In the listing below, locate the lines that hold "Encoding" and copy them.

* * *

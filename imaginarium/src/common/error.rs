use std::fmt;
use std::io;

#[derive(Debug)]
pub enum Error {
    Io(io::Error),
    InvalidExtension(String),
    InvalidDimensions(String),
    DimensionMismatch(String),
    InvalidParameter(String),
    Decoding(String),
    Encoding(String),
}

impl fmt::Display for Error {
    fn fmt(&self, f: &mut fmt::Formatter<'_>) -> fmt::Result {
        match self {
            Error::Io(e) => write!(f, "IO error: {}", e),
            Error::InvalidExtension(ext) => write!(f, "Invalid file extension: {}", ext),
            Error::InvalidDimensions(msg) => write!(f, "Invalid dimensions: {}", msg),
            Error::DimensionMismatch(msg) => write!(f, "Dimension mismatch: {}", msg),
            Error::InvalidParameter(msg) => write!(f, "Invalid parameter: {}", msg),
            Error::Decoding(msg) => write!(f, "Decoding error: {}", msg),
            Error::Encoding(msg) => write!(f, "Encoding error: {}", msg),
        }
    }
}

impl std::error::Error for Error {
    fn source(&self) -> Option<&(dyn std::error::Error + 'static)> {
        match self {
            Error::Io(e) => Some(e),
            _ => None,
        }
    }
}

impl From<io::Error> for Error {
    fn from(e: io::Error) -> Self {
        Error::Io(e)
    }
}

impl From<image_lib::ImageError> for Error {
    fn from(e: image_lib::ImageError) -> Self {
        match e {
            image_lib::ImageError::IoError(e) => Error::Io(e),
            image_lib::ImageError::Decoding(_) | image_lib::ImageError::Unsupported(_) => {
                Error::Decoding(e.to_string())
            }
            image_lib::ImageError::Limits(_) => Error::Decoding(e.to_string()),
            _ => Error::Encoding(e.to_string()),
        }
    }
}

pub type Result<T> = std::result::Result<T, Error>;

* * *

## TASK RESULT
    Encoding(String),
            Error::Encoding(msg) => write!(f, "Encoding error: {}", msg),
            _ => Error::Encoding(e.to_string()),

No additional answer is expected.